Collegamenti aerei: chi li interrompe e chi no (e perché)

L’aeroporto sudafricano di Johannesburg, in particolare, viene considerato il punto d’ingresso più probabile all’interno di un continente che, come lo definisce il settimanale Jeune Afrique, è da considerarsi in questa epidemia il «tallone d’Achille» benché fra tutte le regioni del mondo la più indenne – a meno che i primi contagiati non siano semplicemente stati identificati.

A ogni buon conto, il Sudafrica ha cancellato, nonostante l’insistenza della Japan Football Association, l’amichevole con il Giappone che doveva disputare il 27 marzo a Kyoto. Anche la nazionale olimpica della Costa d’Avorio sarebbe attesa in Giappone, il 30 marzo, per un match “di riscaldamento” in vista delle Olimpiadi di luglio-agosto.

Quanto ai voli con e dalla Cina, diverse compagnie aeree africane, tra cui quella keniana, li hanno interrotti; le altre, tra cui Ethiopian Airlines, che da sola assicura la metà dei collegamenti con la “terra di mezzo”, continuano i loro viaggi.
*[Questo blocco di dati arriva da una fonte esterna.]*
//! # End-to-End Engine Lifecycle
//!
//! Walks the full path: catalog ingestion → publication → activation →
//! crosswalk mapping → scoring → gap recalculation → version rev with
//! automatic drift scan → drift resolution. One engine instance, no
//! global state.

use std::collections::BTreeSet;
use std::sync::Arc;

use xwalk_core::{
    ControlAnswer, ControlId, FrameworkId, GapStatus, MappingStrength, ResolutionType,
    RiskLevel, UuidProvider,
};
use xwalk_crosswalk::{Control, InMemoryAnswerSource, InMemoryControlDirectory};
use xwalk_drift::DriftResolution;
use xwalk_engine::{CrosswalkEngine, EngineConfig, NewMappingRequest};
use xwalk_library::CatalogDocument;

const SOC2_2017: &str = r#"
framework_id: soc2
version_code: "2017"
published_date: "2017-04-01T00:00:00Z"
effective_date: "2017-12-15T00:00:00Z"
requirements:
  - code: CC6.1
    title: Logical access security
    official_text: The entity implements logical access security software.
    implementation_level: mandatory
    verification_frequency: annual
    risk_weight: 5
    required_evidence_types: [access_policy]
    keywords: [access, logical, security]
  - code: CC6.2
    title: User registration
    official_text: New internal and external users are registered and authorized.
    implementation_level: mandatory
    verification_frequency: annual
    risk_weight: 4
    required_evidence_types: [user_list]
    keywords: [registration, authorization, users]
  - code: CC7.1
    title: Vulnerability monitoring
    official_text: The entity monitors for vulnerabilities.
    implementation_level: recommended
    verification_frequency: quarterly
    risk_weight: 6
    required_evidence_types: [scan_report]
    keywords: [vulnerability, monitoring, scanning]
"#;

const SOC2_2022: &str = r#"
framework_id: soc2
version_code: "2022"
published_date: "2022-10-01T00:00:00Z"
effective_date: "2023-06-01T00:00:00Z"
transition_deadline: "2024-06-01T00:00:00Z"
requirements:
  - code: CC6.1
    title: Logical access security
    official_text: The entity implements logical access security software.
    implementation_level: mandatory
    verification_frequency: annual
    risk_weight: 5
    required_evidence_types: [access_policy, audit_log]
    keywords: [access, logical, security]
  - code: CC6.2
    title: User registration
    official_text: New internal and external users must be registered and authorized.
    implementation_level: mandatory
    verification_frequency: annual
    risk_weight: 4
    required_evidence_types: [user_list]
    keywords: [registration, authorization, users]
  - code: CC7.1
    title: Vulnerability monitoring
    official_text: The entity monitors for vulnerabilities.
    implementation_level: mandatory
    verification_frequency: quarterly
    risk_weight: 6
    required_evidence_types: [scan_report]
    keywords: [vulnerability, monitoring, scanning]
  - code: CC9.9
    title: AI governance oversight
    official_text: The entity governs the use of artificial intelligence systems.
    implementation_level: mandatory
    verification_frequency: annual
    risk_weight: 8
    required_evidence_types: [model_inventory]
    emerging_tech_category: ai_governance
    keywords: [artificial, intelligence, governance, models]
"#;

fn build_engine() -> (CrosswalkEngine, Vec<ControlId>) {
    let controls = [
        ("ctl-access", "Logical access control", RiskLevel::Critical, &["access", "logical"][..], "access"),
        ("ctl-users", "User registration workflow", RiskLevel::High, &["registration", "users"][..], "access"),
        ("ctl-vuln", "Vulnerability scanning", RiskLevel::Medium, &["vulnerability", "scanning"][..], "ops"),
    ];
    let mut directory = InMemoryControlDirectory::new();
    let mut answers = InMemoryAnswerSource::new();
    let mut ids = Vec::new();
    for (id, title, level, keywords, domain) in controls {
        let control_id = ControlId::new(id).unwrap();
        directory.insert(Control {
            id: control_id.clone(),
            title: title.to_string(),
            risk_level: level,
            keywords: keywords.iter().map(|s| s.to_string()).collect(),
            domain: domain.to_string(),
        });
        answers.set_answer(control_id.clone(), ControlAnswer::Yes);
        ids.push(control_id);
    }

    let engine = CrosswalkEngine::new(
        Arc::new(directory),
        Arc::new(answers),
        Arc::new(UuidProvider),
        EngineConfig::default(),
    );
    (engine, ids)
}

fn map_all(engine: &CrosswalkEngine, controls: &[ControlId], version: &xwalk_core::VersionId) {
    let pairs = [("CC6.1", 0, 90), ("CC6.2", 1, 85), ("CC7.1", 2, 95)];
    for (code, control_idx, coverage) in pairs {
        let requirement = engine
            .search_requirements(code, None)
            .into_iter()
            .find(|r| &r.framework_version_id == version)
            .unwrap();
        engine
            .create_mapping(NewMappingRequest {
                control_id: controls[control_idx].clone(),
                requirement_id: requirement.id,
                strength: MappingStrength::Direct,
                coverage_percentage: coverage,
                covered_aspects: BTreeSet::new(),
                uncovered_aspects: BTreeSet::new(),
                justification: format!("covers {code}"),
            })
            .unwrap();
    }
}

// ---------------------------------------------------------------------------
// 1. Ingest → activate → map → score
// ---------------------------------------------------------------------------

#[test]
fn ingest_activate_map_and_score() {
    let (engine, controls) = build_engine();
    let doc = CatalogDocument::from_yaml_str(SOC2_2017).unwrap();
    let v1 = engine.ingest_catalog(&doc).unwrap();
    assert_eq!(v1.requirement_count, 3);
    assert!(!v1.digest.is_empty());

    engine.publish_version(&v1.version_id).unwrap();
    let report = engine.activate_version(&v1.version_id).unwrap();
    assert!(report.superseded.is_none());
    assert_eq!(report.drifts_detected, 0);

    map_all(&engine, &controls, &v1.version_id);

    let summary = engine
        .framework_summary(&FrameworkId::new("soc2").unwrap())
        .unwrap();
    assert_eq!(summary.mapped_requirements, 3);
    assert_eq!(summary.satisfied_requirements, 3);
    assert_eq!(summary.percentage, 100);

    let risk = engine.risk_report();
    assert_eq!(risk.weighted_score, 100);
    assert!(risk.critical_gaps.is_empty());

    let domains = engine.domain_breakdown();
    assert_eq!(domains.len(), 2);
    assert!(domains.iter().all(|d| d.percentage == 100));
}

// ---------------------------------------------------------------------------
// 2. Gap pass finds unmapped and thin coverage, then converges
// ---------------------------------------------------------------------------

#[test]
fn gap_pass_identifies_and_releases_gaps() {
    let (engine, controls) = build_engine();
    let doc = CatalogDocument::from_yaml_str(SOC2_2017).unwrap();
    let v1 = engine.ingest_catalog(&doc).unwrap();
    engine.activate_version(&v1.version_id).unwrap();

    // Nothing mapped yet: three unmapped gaps.
    let report = engine.recalculate_gaps().unwrap();
    assert_eq!(report.total_gaps, 3);

    // Triage one, then map everything and recalculate.
    let gap = engine.open_gaps().into_iter().next().unwrap();
    engine
        .set_gap_status(&gap.id, GapStatus::InProgress, Some("assigned".into()))
        .unwrap();

    map_all(&engine, &controls, &v1.version_id);
    let report = engine.recalculate_gaps().unwrap();
    assert_eq!(report.total_gaps, 0);
    assert!(engine.open_gaps().is_empty());
}

// ---------------------------------------------------------------------------
// 3. Version rev: automatic drift scan, resolution, mapping reset
// ---------------------------------------------------------------------------

#[test]
fn version_rev_detects_and_resolves_drift() {
    let (engine, controls) = build_engine();
    let v1 = engine
        .ingest_catalog(&CatalogDocument::from_yaml_str(SOC2_2017).unwrap())
        .unwrap();
    engine.activate_version(&v1.version_id).unwrap();
    map_all(&engine, &controls, &v1.version_id);

    let v2 = engine
        .ingest_catalog(&CatalogDocument::from_yaml_str(SOC2_2022).unwrap())
        .unwrap();
    let report = engine.activate_version(&v2.version_id).unwrap();
    assert_eq!(report.superseded, Some(v1.version_id.clone()));

    // Expected drift: CC6.1 evidence change, CC6.2 strengthened text,
    // CC7.1 recommended→mandatory escalation, CC9.9 new requirement
    // (no control matches its token set strongly enough to suggest, so
    // at minimum the three matched-requirement drifts exist).
    assert!(report.drifts_detected >= 3);

    let open = engine.open_drifts();
    assert_eq!(open.len(), report.drifts_detected);
    // Sorted ascending by days remaining; all share one deadline here.
    for pair in open.windows(2) {
        assert!(pair[0].days_remaining <= pair[1].days_remaining);
    }

    // Resolve the CC6.1 evidence drift; its mapping resets to current.
    let evidence_drift = open
        .iter()
        .find(|d| d.drift.requirement_code == "CC6.1")
        .unwrap();
    let resolved = engine
        .resolve_drift(
            &evidence_drift.drift.id,
            DriftResolution {
                resolution_type: ResolutionType::UploadEvidence,
                notes: Some("audit logs attached".into()),
                resolved_by: "compliance-team".into(),
            },
        )
        .unwrap();
    assert_eq!(resolved.resolved_by.as_deref(), Some("compliance-team"));
    assert_eq!(engine.open_drifts().len(), report.drifts_detected - 1);

    // Acknowledge another; it stays open.
    let next = engine.open_drifts().into_iter().next().unwrap();
    engine.acknowledge_drift(&next.drift.id).unwrap();
    assert_eq!(engine.open_drifts().len(), report.drifts_detected - 1);
}

// ---------------------------------------------------------------------------
// 4. Comparator over the rev
// ---------------------------------------------------------------------------

#[test]
fn comparator_reports_positional_diff_and_projection() {
    let (engine, controls) = build_engine();
    let v1 = engine
        .ingest_catalog(&CatalogDocument::from_yaml_str(SOC2_2017).unwrap())
        .unwrap();
    engine.activate_version(&v1.version_id).unwrap();
    map_all(&engine, &controls, &v1.version_id);
    let v2 = engine
        .ingest_catalog(&CatalogDocument::from_yaml_str(SOC2_2022).unwrap())
        .unwrap();
    engine.activate_version(&v2.version_id).unwrap();

    // CC9.9 exists only in 2022: added, needs review.
    let added = engine
        .compare_versions("CC9.9", &v1.version_id, &v2.version_id)
        .unwrap();
    assert_eq!(added.change_type, xwalk_drift::ChangeType::Added);
    assert!(added.old_text.is_none());
    assert_eq!(
        added.projected_compliance_status,
        xwalk_drift::ProjectedComplianceStatus::NeedsReview
    );

    // CC6.2 text gained "must": modified, currently compliant, at risk
    // going forward only through the strengthened-text rule (answer
    // remains valid, so projection stays compliant).
    let modified = engine
        .compare_versions("CC6.2", &v1.version_id, &v2.version_id)
        .unwrap();
    assert_eq!(modified.change_type, xwalk_drift::ChangeType::Modified);
    assert_eq!(
        modified.current_compliance_status,
        xwalk_drift::CurrentComplianceStatus::Compliant
    );
    assert_eq!(
        modified.projected_compliance_status,
        xwalk_drift::ProjectedComplianceStatus::Compliant
    );
    assert!(modified
        .diff
        .iter()
        .any(|s| s.kind != xwalk_drift::DiffSegmentKind::Unchanged));

    // Unknown code is an error, not a silent empty result.
    assert!(engine
        .compare_versions("ZZ9.9", &v1.version_id, &v2.version_id)
        .is_err());
}
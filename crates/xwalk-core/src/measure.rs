//! # Validated Measures
//!
//! Numeric newtypes with range-checked constructors. A `CoveragePercent`
//! is in [0, 100] and a `RiskWeight` in [1, 10] by construction — the
//! scoring and drift engines never re-validate these ranges.

use serde::{Deserialize, Serialize};

use crate::error::CoreError;

/// A coverage percentage in [0, 100].
#[derive(
    Debug, Clone, Copy, PartialEq, Eq, Hash, PartialOrd, Ord, Serialize, Deserialize,
)]
#[serde(transparent)]
pub struct CoveragePercent(u8);

impl CoveragePercent {
    /// Full coverage.
    pub const FULL: Self = Self(100);
    /// Zero coverage.
    pub const ZERO: Self = Self(0);

    /// Construct from an integer percentage.
    ///
    /// # Errors
    ///
    /// Returns `Validation` when the value exceeds 100.
    pub fn new(value: u8) -> Result<Self, CoreError> {
        if value > 100 {
            return Err(CoreError::Validation(format!(
                "coverage percentage must be in [0, 100], got {value}"
            )));
        }
        Ok(Self(value))
    }

    /// Construct from a signed integer, rejecting negatives and overflow.
    pub fn from_i64(value: i64) -> Result<Self, CoreError> {
        if !(0..=100).contains(&value) {
            return Err(CoreError::Validation(format!(
                "coverage percentage must be in [0, 100], got {value}"
            )));
        }
        Ok(Self(value as u8))
    }

    /// The percentage as an integer.
    pub fn value(self) -> u8 {
        self.0
    }

    /// The percentage as a fraction for aggregation math.
    pub fn as_fraction(self) -> f64 {
        f64::from(self.0) / 100.0
    }
}

impl std::fmt::Display for CoveragePercent {
    fn fmt(&self, f: &mut std::fmt::Formatter<'_>) -> std::fmt::Result {
        write!(f, "{}%", self.0)
    }
}

/// A requirement risk weight in [1, 10].
#[derive(
    Debug, Clone, Copy, PartialEq, Eq, Hash, PartialOrd, Ord, Serialize, Deserialize,
)]
#[serde(transparent)]
pub struct RiskWeight(u8);

impl RiskWeight {
    /// Construct from an integer weight.
    ///
    /// # Errors
    ///
    /// Returns `Validation` when the value is outside [1, 10].
    pub fn new(value: u8) -> Result<Self, CoreError> {
        if !(1..=10).contains(&value) {
            return Err(CoreError::Validation(format!(
                "risk weight must be in [1, 10], got {value}"
            )));
        }
        Ok(Self(value))
    }

    /// The weight as an integer.
    pub fn value(self) -> u8 {
        self.0
    }

    /// Difference `self - other`, negative when the weight decreased.
    pub fn delta(self, other: Self) -> i8 {
        self.0 as i8 - other.0 as i8
    }
}

impl std::fmt::Display for RiskWeight {
    fn fmt(&self, f: &mut std::fmt::Formatter<'_>) -> std::fmt::Result {
        write!(f, "{}", self.0)
    }
}
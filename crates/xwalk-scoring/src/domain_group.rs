//! # Per-Domain Implementation Breakdown
//!
//! Controls grouped by their declared domain, with the N/A-exclusion
//! rule applied at control granularity: a not-applicable control counts
//! toward neither numerator nor denominator of its domain's
//! implementation percentage.

use std::collections::BTreeMap;

use serde::{Deserialize, Serialize};

use xwalk_core::ControlAnswer;
use xwalk_crosswalk::{AnswerSource, Control};

/// Implementation summary for one control domain.
#[derive(Debug, Clone, Serialize, Deserialize)]
pub struct DomainBreakdown {
    pub domain: String,
    /// All controls in the domain, N/A included.
    pub total_controls: usize,
    pub implemented: usize,
    pub not_applicable: usize,
    /// `round(100 · implemented / (total − not_applicable))`; 0 when
    /// every control in the domain is N/A.
    pub percentage: u8,
}

/// Group controls by domain and compute per-domain implementation
/// percentages. Domains come back in lexicographic order.
pub fn domain_breakdown(controls: &[Control], answers: &dyn AnswerSource) -> Vec<DomainBreakdown> {
    let mut grouped: BTreeMap<&str, Vec<&Control>> = BTreeMap::new();
    for control in controls {
        grouped.entry(control.domain.as_str()).or_default().push(control);
    }

    grouped
        .into_iter()
        .map(|(domain, members)| {
            let total = members.len();
            let mut implemented = 0;
            let mut not_applicable = 0;
            for control in members {
                match answers.answer(&control.id).unwrap_or(ControlAnswer::No) {
                    ControlAnswer::Yes => implemented += 1,
                    ControlAnswer::NotApplicable => not_applicable += 1,
                    ControlAnswer::Partial | ControlAnswer::No => {}
                }
            }
            let applicable = total - not_applicable;
            let percentage = if applicable == 0 {
                0
            } else {
                ((implemented as f64 / applicable as f64) * 100.0).round() as u8
            };
            DomainBreakdown {
                domain: domain.to_string(),
                total_controls: total,
                implemented,
                not_applicable,
                percentage,
            }
        })
        .collect()
}

#[cfg(test)]
mod tests {
    use super::*;
    use std::collections::BTreeSet;

    use xwalk_core::{ControlId, RiskLevel};
    use xwalk_crosswalk::InMemoryAnswerSource;

    fn control(id: &str, domain: &str) -> Control {
        Control {
            id: ControlId::new(id).unwrap(),
            title: id.to_string(),
            risk_level: RiskLevel::Medium,
            keywords: BTreeSet::new(),
            domain: domain.to_string(),
        }
    }

    #[test]
    fn na_controls_excluded_from_denominator() {
        let controls = vec![
            control("c1", "access"),
            control("c2", "access"),
            control("c3", "access"),
        ];
        let mut answers = InMemoryAnswerSource::new();
        answers.set_answer(ControlId::new("c1").unwrap(), ControlAnswer::Yes);
        answers.set_answer(ControlId::new("c2").unwrap(), ControlAnswer::NotApplicable);
        answers.set_answer(ControlId::new("c3").unwrap(), ControlAnswer::No);

        let breakdown = domain_breakdown(&controls, &answers);
        assert_eq!(breakdown.len(), 1);
        let access = &breakdown[0];
        assert_eq!(access.total_controls, 3);
        assert_eq!(access.not_applicable, 1);
        // 1 implemented of 2 applicable.
        assert_eq!(access.percentage, 50);
    }

    #[test]
    fn all_na_domain_reports_zero() {
        let controls = vec![control("c1", "physical")];
        let mut answers = InMemoryAnswerSource::new();
        answers.set_answer(ControlId::new("c1").unwrap(), ControlAnswer::NotApplicable);
        let breakdown = domain_breakdown(&controls, &answers);
        assert_eq!(breakdown[0].percentage, 0);
    }

    #[test]
    fn domains_sorted_and_separated() {
        let controls = vec![
            control("c1", "network"),
            control("c2", "access"),
            control("c3", "network"),
        ];
        let mut answers = InMemoryAnswerSource::new();
        answers.set_answer(ControlId::new("c1").unwrap(), ControlAnswer::Yes);
        answers.set_answer(ControlId::new("c3").unwrap(), ControlAnswer::Yes);

        let breakdown = domain_breakdown(&controls, &answers);
        assert_eq!(breakdown.len(), 2);
        assert_eq!(breakdown[0].domain, "access");
        assert_eq!(breakdown[1].domain, "network");
        assert_eq!(breakdown[1].percentage, 100);
    }

    #[test]
    fn partial_answers_do_not_count_as_implemented() {
        let controls = vec![control("c1", "ops")];
        let mut answers = InMemoryAnswerSource::new();
        answers.set_answer(ControlId::new("c1").unwrap(), ControlAnswer::Partial);
        let breakdown = domain_breakdown(&controls, &answers);
        assert_eq!(breakdown[0].implemented, 0);
        assert_eq!(breakdown[0].percentage, 0);
    }
}
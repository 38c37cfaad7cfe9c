//! # Framework Version Lifecycle
//!
//! One dated revision of a regulatory framework, and the manager that
//! enforces the lifecycle invariant: **at most one version per framework
//! is active at any time**. Activating a version supersedes the
//! framework's previously active version in the same operation.
//!
//! Transitions are validated explicitly; an invalid transition is a
//! structured `InvalidTransition` error carrying the current state, the
//! attempted target, and the reason. No wildcard matches — adding a
//! status variant is a compile error at every transition decision.

use std::collections::BTreeMap;

use chrono::{DateTime, Utc};
use serde::{Deserialize, Serialize};

use xwalk_core::{CoreError, FrameworkId, VersionId, VersionStatus};

// ---------------------------------------------------------------------------
// Record types
// ---------------------------------------------------------------------------

/// The kind of change a version introduces for one requirement.
#[derive(Debug, Clone, Copy, PartialEq, Eq, Serialize, Deserialize)]
#[serde(rename_all = "snake_case")]
pub enum ChangeKind {
    /// Requirement added in this version.
    Added,
    /// Requirement text or attributes modified.
    Modified,
    /// Requirement removed in this version.
    Removed,
}

/// A change note attached to a framework version.
#[derive(Debug, Clone, Serialize, Deserialize)]
pub struct VersionChange {
    /// Requirement code the change touches, if the change is scoped.
    #[serde(default, skip_serializing_if = "Option::is_none")]
    pub requirement_code: Option<String>,
    /// What kind of change this is.
    pub kind: ChangeKind,
    /// Human-readable summary.
    pub summary: String,
}

/// One dated revision of a regulatory framework.
#[derive(Debug, Clone, Serialize, Deserialize)]
pub struct FrameworkVersion {
    /// Identifier of this version.
    pub id: VersionId,
    /// The framework this version belongs to.
    pub framework_id: FrameworkId,
    /// Human-readable version code, e.g. "2022" in "ISO 27001:2022".
    pub version_code: String,
    /// Lifecycle status.
    pub status: VersionStatus,
    /// When the regulator published this version.
    pub published_date: DateTime<Utc>,
    /// When this version takes regulatory effect.
    pub effective_date: DateTime<Utc>,
    /// Deadline for organizations to complete the transition.
    #[serde(default, skip_serializing_if = "Option::is_none")]
    pub transition_deadline: Option<DateTime<Utc>>,
    /// When the previous version stops being accepted.
    #[serde(default, skip_serializing_if = "Option::is_none")]
    pub sunset_date: Option<DateTime<Utc>>,
    /// Back-reference to the version this one replaces. Not ownership:
    /// deleting the previous version does not cascade here.
    #[serde(default, skip_serializing_if = "Option::is_none")]
    pub previous_version_id: Option<VersionId>,
    /// Change notes relative to the previous version.
    #[serde(default)]
    pub changes: Vec<VersionChange>,
    /// Content digest of the ingested requirement catalog, if ingested.
    #[serde(default, skip_serializing_if = "Option::is_none")]
    pub catalog_digest: Option<String>,
    pub created_at: DateTime<Utc>,
    pub updated_at: DateTime<Utc>,
}

impl FrameworkVersion {
    /// Whether this version can move to `target` from its current status.
    ///
    /// Activation is permitted from draft or published (activating a
    /// draft implies publication). Supersession happens only as a side
    /// effect of activating a sibling. Retirement is permitted only from
    /// superseded.
    fn transition_allowed(&self, target: VersionStatus) -> Result<(), CoreError> {
        use VersionStatus::*;
        let ok = match (self.status, target) {
            (Draft, Published) => true,
            (Draft, Active) => true,
            (Published, Active) => true,
            (Active, Superseded) => true,
            (Superseded, Retired) => true,
            // Everything else is rejected, including terminal escapes.
            (Draft | Published | Active | Superseded | Retired, _) => false,
        };
        if ok {
            Ok(())
        } else {
            Err(CoreError::invalid_transition(
                self.status.as_str(),
                target.as_str(),
                format!("version {} does not permit this transition", self.id),
            ))
        }
    }
}

// ---------------------------------------------------------------------------
// Version Manager
// ---------------------------------------------------------------------------

/// Outcome of an activation: the activated version and, when a prior
/// active version existed, the version that was superseded by it.
#[derive(Debug, Clone, Serialize, Deserialize)]
pub struct ActivationOutcome {
    pub activated: VersionId,
    #[serde(default, skip_serializing_if = "Option::is_none")]
    pub superseded: Option<VersionId>,
}

/// In-memory manager for framework version lifecycles.
///
/// The manager owns the version records; all status mutation flows
/// through it so the single-active-version invariant cannot be violated
/// by direct field edits.
#[derive(Debug, Default)]
pub struct VersionManager {
    versions: BTreeMap<VersionId, FrameworkVersion>,
}

impl VersionManager {
    /// Create an empty manager.
    pub fn new() -> Self {
        Self::default()
    }

    /// Register a version record. Replaces any record with the same id.
    pub fn upsert(&mut self, version: FrameworkVersion) {
        self.versions.insert(version.id.clone(), version);
    }

    /// Look up a version by id.
    pub fn get(&self, id: &VersionId) -> Option<&FrameworkVersion> {
        self.versions.get(id)
    }

    /// All versions of one framework.
    pub fn versions_of(&self, framework_id: &FrameworkId) -> Vec<&FrameworkVersion> {
        self.versions
            .values()
            .filter(|v| &v.framework_id == framework_id)
            .collect()
    }

    /// All known versions.
    pub fn all(&self) -> impl Iterator<Item = &FrameworkVersion> {
        self.versions.values()
    }

    /// The single active version of a framework, if any.
    pub fn get_active(&self, framework_id: &FrameworkId) -> Option<&FrameworkVersion> {
        self.versions
            .values()
            .find(|v| &v.framework_id == framework_id && v.status == VersionStatus::Active)
    }

    /// The version with the most recent effective date, regardless of
    /// status. Used for "what's coming" views.
    pub fn get_latest(&self, framework_id: &FrameworkId) -> Option<&FrameworkVersion> {
        self.versions
            .values()
            .filter(|v| &v.framework_id == framework_id)
            .max_by_key(|v| v.effective_date)
    }

    /// Publish a draft version.
    ///
    /// # Errors
    ///
    /// `NotFound` for an unknown id; `InvalidTransition` unless the
    /// version is a draft.
    pub fn publish(&mut self, id: &VersionId, now: DateTime<Utc>) -> Result<(), CoreError> {
        let version = self
            .versions
            .get_mut(id)
            .ok_or_else(|| CoreError::not_found("framework version", id.as_str()))?;
        version.transition_allowed(VersionStatus::Published)?;
        version.status = VersionStatus::Published;
        version.updated_at = now;
        Ok(())
    }

    /// Activate a version, superseding the framework's currently active
    /// version if one exists.
    ///
    /// No side effects beyond status and `updated_at` mutation; the
    /// caller is responsible for running drift detection against the
    /// superseded version.
    ///
    /// # Errors
    ///
    /// `NotFound` for an unknown id; `InvalidTransition` when the version
    /// is already active, superseded, or retired.
    pub fn activate(
        &mut self,
        id: &VersionId,
        now: DateTime<Utc>,
    ) -> Result<ActivationOutcome, CoreError> {
        let (framework_id, _) = {
            let version = self
                .versions
                .get(id)
                .ok_or_else(|| CoreError::not_found("framework version", id.as_str()))?;
            version.transition_allowed(VersionStatus::Active)?;
            (version.framework_id.clone(), version.status)
        };

        // Supersede the currently active sibling, if any.
        let superseded = self
            .versions
            .values()
            .find(|v| {
                v.framework_id == framework_id
                    && v.status == VersionStatus::Active
                    && &v.id != id
            })
            .map(|v| v.id.clone());

        if let Some(prev_id) = &superseded {
            // Unwrap-free: the id was just observed under the same borrow.
            if let Some(prev) = self.versions.get_mut(prev_id) {
                prev.status = VersionStatus::Superseded;
                prev.updated_at = now;
            }
        }

        let version = self
            .versions
            .get_mut(id)
            .ok_or_else(|| CoreError::not_found("framework version", id.as_str()))?;
        version.status = VersionStatus::Active;
        version.updated_at = now;
        if version.previous_version_id.is_none() {
            version.previous_version_id = superseded.clone();
        }

        tracing::info!(
            version = %id,
            framework = %framework_id,
            superseded = superseded.as_ref().map(|s| s.as_str()).unwrap_or("-"),
            "framework version activated"
        );

        Ok(ActivationOutcome {
            activated: id.clone(),
            superseded,
        })
    }

    /// Retire a superseded version.
    pub fn retire(&mut self, id: &VersionId, now: DateTime<Utc>) -> Result<(), CoreError> {
        let version = self
            .versions
            .get_mut(id)
            .ok_or_else(|| CoreError::not_found("framework version", id.as_str()))?;
        version.transition_allowed(VersionStatus::Retired)?;
        version.status = VersionStatus::Retired;
        version.updated_at = now;
        Ok(())
    }
}
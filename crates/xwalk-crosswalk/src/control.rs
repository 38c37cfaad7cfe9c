//! Internal controls.
//!
//! A control is an organization-defined implementation unit. Controls
//! are independent of any framework; only the crosswalk links them to
//! requirements, so one control can satisfy requirements across many
//! frameworks at once.

use std::collections::BTreeSet;

use serde::{Deserialize, Serialize};

use xwalk_core::{ControlId, RiskLevel};

/// An organization-internal control.
#[derive(Debug, Clone, Serialize, Deserialize)]
pub struct Control {
    pub id: ControlId,
    pub title: String,
    /// Risk tier used for weighted scoring.
    pub risk_level: RiskLevel,
    /// Keywords used by the auto-mapper and new-requirement matching.
    #[serde(default)]
    pub keywords: BTreeSet<String>,
    /// Grouping domain, e.g. "access_control" or "incident_response".
    pub domain: String,
}

impl Control {
    /// The token set used for keyword-overlap matching: declared
    /// keywords plus title tokens, normalized.
    pub fn match_tokens(&self) -> BTreeSet<String> {
        let mut tokens: BTreeSet<String> = self
            .keywords
            .iter()
            .map(|k| k.trim().to_lowercase())
            .filter(|k| !k.is_empty())
            .collect();
        for word in self.title.split_whitespace() {
            let w: String = word
                .chars()
                .filter(|c| c.is_alphanumeric())
                .collect::<String>()
                .to_lowercase();
            if !w.is_empty() {
                tokens.insert(w);
            }
        }
        tokens
    }
}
Bisogna dire che l’Oms non ha consigliato restrizioni, limitandosi a fare un energico richiamo di attenzione soprattutto ai 13 Paesi predetti. Posizione ribadita dal presidente della Commissione dell’Ua, Moussa Faki Mahamat, con un vigoroso appello ad «adottare misure drastiche di prevenzione e di controllo».

Da parte sua, in un articolo apparso su Nature, il direttore di Africa Centers for Disease Control and Prevention, dr. John Nkengasong, osserva che, sì, nel 2002, in Africa si registrò un solo caso di Sars (in Sudafrica), ma che «il traffico aereo tra Cina e Africa è cresciuto di oltre il 600% in quest’ultimo decennio»

Annotiamo, a margine, che alla riunione dell’Oms di sabato nella capitale etiopica era presente anche l’ambasciatore cinese presso l’Unione africana (Ua), Liu Yuxi, il quale ha esortato ad alleggerire le restrizioni sugli spostamenti. «Il panico eccessivo – ha affermato – potrebbe in realtà far aumentare la malattia». E in effetti non mancano i Paesi africani sensibili a non compromettere le relazioni con Pechino. (Anche senza arrivare al punto della Guinea Equatoriale che ha annunciato una donazione alla Cina…).

Quel che già è certo: l’impatto economico 

Se dal punto di vista sanitario il clima è ancora quello di attesa e ci si prepara, coi mezzi disponibili, al peggio, nell’ottica economica le conseguenze si sentono già. Pochi dati sono sufficienti a dare la misura di quanto sta accadendo. A partire dal calo dei prezzi delle materie prime, determinati dalla ridotta domanda cinese. Meno 14% per il petrolio di Algeria, Angola, Congo, Gabon, Nigeria. Per questo motivo il Fondo monetario internazionale sabato ha ridotto le stime di crescita del gigante nigeriano, essendo i prezzi del greggio nuovamente scesi al di sotto dei 57 dollari al barile.

Inoltre, meno 8% per i minerali di ferro di Guinea, Mauritania, Nigeria, Sudafrica. Meno 7% per il rame di Rd Congo, Uganda e Zambia – per quest’ultimo è la prima voce tra le esportazioni e, si rilevava un anno fa, stava conoscendo un buon periodo. E si potrebbe continuare con il caffè, settore già in crisi, l’olio di palma, la carne namibiana, il vino sudafricano… Senza contare il settore turistico: in Kenya  e altri Paesi, i cinesi ormai arrivavano a frotte e gli introiti si contavano in centinaia di milioni di dollari.

Le proiezioni di un recente rapporto di Set (Supporting Economic Transformation) – ma basato su dati già non recentissimi, visto che si fermano al 3 febbraio (l’emergenza era stata dichiarata dall’Oms il 28 gennaio) – parla di 4 miliardi di dollari mancanti all’appello nell’export dell’Africa subsahariana. Una briciola a confronto dell’economia globale (-360 miliardi di dollari), ma una somma già significativa per l’economia della regione.